++++ Material to process

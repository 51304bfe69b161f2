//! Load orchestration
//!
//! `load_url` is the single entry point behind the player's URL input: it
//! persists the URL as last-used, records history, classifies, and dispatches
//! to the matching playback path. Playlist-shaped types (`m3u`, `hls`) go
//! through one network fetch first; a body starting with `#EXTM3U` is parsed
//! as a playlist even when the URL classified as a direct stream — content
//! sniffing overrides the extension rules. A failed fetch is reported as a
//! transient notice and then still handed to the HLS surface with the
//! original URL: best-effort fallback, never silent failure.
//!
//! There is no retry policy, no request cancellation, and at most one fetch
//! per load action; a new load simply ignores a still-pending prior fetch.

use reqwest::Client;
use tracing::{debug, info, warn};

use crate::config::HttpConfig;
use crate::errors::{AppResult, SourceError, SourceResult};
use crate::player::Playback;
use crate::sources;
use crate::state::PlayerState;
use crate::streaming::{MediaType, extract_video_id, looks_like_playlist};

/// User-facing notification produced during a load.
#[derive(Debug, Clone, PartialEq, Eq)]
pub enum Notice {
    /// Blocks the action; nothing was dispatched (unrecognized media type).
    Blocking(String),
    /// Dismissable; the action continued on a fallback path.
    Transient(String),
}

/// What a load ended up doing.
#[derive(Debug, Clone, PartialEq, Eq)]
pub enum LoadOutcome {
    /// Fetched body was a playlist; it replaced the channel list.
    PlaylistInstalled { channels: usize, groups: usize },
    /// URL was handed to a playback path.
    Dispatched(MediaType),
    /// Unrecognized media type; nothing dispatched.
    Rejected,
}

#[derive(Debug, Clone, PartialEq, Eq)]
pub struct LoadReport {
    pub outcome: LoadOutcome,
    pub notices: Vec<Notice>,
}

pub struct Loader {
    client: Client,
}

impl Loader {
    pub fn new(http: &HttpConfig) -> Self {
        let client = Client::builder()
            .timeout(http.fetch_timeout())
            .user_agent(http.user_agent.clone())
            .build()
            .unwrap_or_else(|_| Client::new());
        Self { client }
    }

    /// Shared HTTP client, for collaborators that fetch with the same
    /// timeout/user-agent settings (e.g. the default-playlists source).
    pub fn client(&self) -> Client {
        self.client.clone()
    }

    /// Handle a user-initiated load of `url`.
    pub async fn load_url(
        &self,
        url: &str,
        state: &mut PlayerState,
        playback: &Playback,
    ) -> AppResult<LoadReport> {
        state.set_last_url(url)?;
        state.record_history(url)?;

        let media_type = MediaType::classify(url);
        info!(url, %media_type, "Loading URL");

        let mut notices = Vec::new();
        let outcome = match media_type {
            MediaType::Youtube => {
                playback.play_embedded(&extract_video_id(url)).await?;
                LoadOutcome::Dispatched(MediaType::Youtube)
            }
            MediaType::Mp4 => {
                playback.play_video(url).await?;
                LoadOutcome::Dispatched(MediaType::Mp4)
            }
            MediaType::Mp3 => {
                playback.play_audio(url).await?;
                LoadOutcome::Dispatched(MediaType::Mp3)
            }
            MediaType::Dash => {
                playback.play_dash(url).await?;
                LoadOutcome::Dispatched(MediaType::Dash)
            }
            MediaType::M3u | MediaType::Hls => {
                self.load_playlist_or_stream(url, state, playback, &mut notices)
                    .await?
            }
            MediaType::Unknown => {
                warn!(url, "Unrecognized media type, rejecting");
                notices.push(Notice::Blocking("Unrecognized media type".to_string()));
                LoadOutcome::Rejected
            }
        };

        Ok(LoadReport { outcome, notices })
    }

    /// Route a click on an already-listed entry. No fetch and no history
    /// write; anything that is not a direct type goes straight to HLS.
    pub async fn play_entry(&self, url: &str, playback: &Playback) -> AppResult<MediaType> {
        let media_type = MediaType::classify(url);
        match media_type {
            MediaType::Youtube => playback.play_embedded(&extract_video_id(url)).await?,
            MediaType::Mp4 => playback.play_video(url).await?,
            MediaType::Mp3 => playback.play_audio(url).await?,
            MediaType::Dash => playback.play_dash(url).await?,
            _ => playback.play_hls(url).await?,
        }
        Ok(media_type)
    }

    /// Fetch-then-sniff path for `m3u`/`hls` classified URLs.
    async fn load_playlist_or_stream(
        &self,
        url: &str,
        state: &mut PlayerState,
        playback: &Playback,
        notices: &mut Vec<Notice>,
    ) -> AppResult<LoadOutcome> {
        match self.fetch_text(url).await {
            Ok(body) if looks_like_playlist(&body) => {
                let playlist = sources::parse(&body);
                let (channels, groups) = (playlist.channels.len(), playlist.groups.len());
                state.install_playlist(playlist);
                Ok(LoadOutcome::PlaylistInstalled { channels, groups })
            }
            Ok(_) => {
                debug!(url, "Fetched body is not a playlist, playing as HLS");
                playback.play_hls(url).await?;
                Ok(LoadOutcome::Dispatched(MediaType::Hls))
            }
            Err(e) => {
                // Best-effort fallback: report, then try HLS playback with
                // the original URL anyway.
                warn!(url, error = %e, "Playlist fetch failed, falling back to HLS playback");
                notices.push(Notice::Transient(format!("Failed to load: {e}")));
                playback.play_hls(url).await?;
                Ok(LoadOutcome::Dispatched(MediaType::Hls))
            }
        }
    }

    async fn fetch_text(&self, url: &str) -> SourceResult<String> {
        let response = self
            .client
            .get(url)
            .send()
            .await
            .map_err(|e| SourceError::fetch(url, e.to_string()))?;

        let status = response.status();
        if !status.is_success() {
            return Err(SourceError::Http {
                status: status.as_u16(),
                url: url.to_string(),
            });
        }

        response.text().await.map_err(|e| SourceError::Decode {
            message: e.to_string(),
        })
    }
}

++++++++

◆ Activity
Whatever appears in the data above must be copied word for word.

◆ Answer to the problem
repository 51304bfe69b161f2
//! Load orchestration
//!
//! `load_url` is the single entry point behind the player's URL input: it
//! persists the URL as last-used, records history, classifies, and dispatches
//! to the matching playback path. Playlist-shaped types (`m3u`, `hls`) go
//! through one network fetch first; a body starting with `#EXTM3U` is parsed
//! as a playlist even when the URL classified as a direct stream — content
//! sniffing overrides the extension rules. A failed fetch is reported as a
//! transient notice and then still handed to the HLS surface with the
//! original URL: best-effort fallback, never silent failure.
//!
//! There is no retry policy, no request cancellation, and at most one fetch
//! per load action; a new load simply ignores a still-pending prior fetch.

use reqwest::Client;
use tracing::{debug, info, warn};

use crate::config::HttpConfig;
use crate::errors::{AppResult, SourceError, SourceResult};
use crate::player::Playback;
use crate::sources;
use crate::state::PlayerState;
use crate::streaming::{MediaType, extract_video_id, looks_like_playlist};

/// User-facing notification produced during a load.
#[derive(Debug, Clone, PartialEq, Eq)]
pub enum Notice {
    /// Blocks the action; nothing was dispatched (unrecognized media type).
    Blocking(String),
    /// Dismissable; the action continued on a fallback path.
    Transient(String),
}

/// What a load ended up doing.
#[derive(Debug, Clone, PartialEq, Eq)]
pub enum LoadOutcome {
    /// Fetched body was a playlist; it replaced the channel list.
    PlaylistInstalled { channels: usize, groups: usize },
    /// URL was handed to a playback path.
    Dispatched(MediaType),
    /// Unrecognized media type; nothing dispatched.
    Rejected,
}

#[derive(Debug, Clone, PartialEq, Eq)]
pub struct LoadReport {
    pub outcome: LoadOutcome,
    pub notices: Vec<Notice>,
}

pub struct Loader {
    client: Client,
}

impl Loader {
    pub fn new(http: &HttpConfig) -> Self {
        let client = Client::builder()
            .timeout(http.fetch_timeout())
            .user_agent(http.user_agent.clone())
            .build()
            .unwrap_or_else(|_| Client::new());
        Self { client }
    }

    /// Shared HTTP client, for collaborators that fetch with the same
    /// timeout/user-agent settings (e.g. the default-playlists source).
    pub fn client(&self) -> Client {
        self.client.clone()
    }

    /// Handle a user-initiated load of `url`.
    pub async fn load_url(
        &self,
        url: &str,
        state: &mut PlayerState,
        playback: &Playback,
    ) -> AppResult<LoadReport> {
        state.set_last_url(url)?;
        state.record_history(url)?;

        let media_type = MediaType::classify(url);
        info!(url, %media_type, "Loading URL");

        let mut notices = Vec::new();
        let outcome = match media_type {
            MediaType::Youtube => {
                playback.play_embedded(&extract_video_id(url)).await?;
                LoadOutcome::Dispatched(MediaType::Youtube)
            }
            MediaType::Mp4 => {
                playback.play_video(url).await?;
                LoadOutcome::Dispatched(MediaType::Mp4)
            }
            MediaType::Mp3 => {
                playback.play_audio(url).await?;
                LoadOutcome::Dispatched(MediaType::Mp3)
            }
            MediaType::Dash => {
                playback.play_dash(url).await?;
                LoadOutcome::Dispatched(MediaType::Dash)
            }
            MediaType::M3u | MediaType::Hls => {
                self.load_playlist_or_stream(url, state, playback, &mut notices)
                    .await?
            }
            MediaType::Unknown => {
                warn!(url, "Unrecognized media type, rejecting");
                notices.push(Notice::Blocking("Unrecognized media type".to_string()));
                LoadOutcome::Rejected
            }
        };

        Ok(LoadReport { outcome, notices })
    }

    /// Route a click on an already-listed entry. No fetch and no history
    /// write; anything that is not a direct type goes straight to HLS.
    pub async fn play_entry(&self, url: &str, playback: &Playback) -> AppResult<MediaType> {
        let media_type = MediaType::classify(url);
        match media_type {
            MediaType::Youtube => playback.play_embedded(&extract_video_id(url)).await?,
            MediaType::Mp4 => playback.play_video(url).await?,
            MediaType::Mp3 => playback.play_audio(url).await?,
            MediaType::Dash => playback.play_dash(url).await?,
            _ => playback.play_hls(url).await?,
        }
        Ok(media_type)
    }

    /// Fetch-then-sniff path for `m3u`/`hls` classified URLs.
    async fn load_playlist_or_stream(
        &self,
        url: &str,
        state: &mut PlayerState,
        playback: &Playback,
        notices: &mut Vec<Notice>,
    ) -> AppResult<LoadOutcome> {
        match self.fetch_text(url).await {
            Ok(body) if looks_like_playlist(&body) => {
                let playlist = sources::parse(&body);
                let (channels, groups) = (playlist.channels.len(), playlist.groups.len());
                state.install_playlist(playlist);
                Ok(LoadOutcome::PlaylistInstalled { channels, groups })
            }
            Ok(_) => {
                debug!(url, "Fetched body is not a playlist, playing as HLS");
                playback.play_hls(url).await?;
                Ok(LoadOutcome::Dispatched(MediaType::Hls))
            }
            Err(e) => {
                // Best-effort fallback: report, then try HLS playback with
                // the original URL anyway.
                warn!(url, error = %e, "Playlist fetch failed, falling back to HLS playback");
                notices.push(Notice::Transient(format!("Failed to load: {e}")));
                playback.play_hls(url).await?;
                Ok(LoadOutcome::Dispatched(MediaType::Hls))
            }
        }
    }

    async fn fetch_text(&self, url: &str) -> SourceResult<String> {
        let response = self
            .client
            .get(url)
            .send()
            .await
            .map_err(|e| SourceError::fetch(url, e.to_string()))?;

        let status = response.status();
        if !status.is_success() {
            return Err(SourceError::Http {
                status: status.as_u16(),
                url: url.to_string(),
            });
        }

        response.text().await.map_err(|e| SourceError::Decode {
            message: e.to_string(),
        })
    }
}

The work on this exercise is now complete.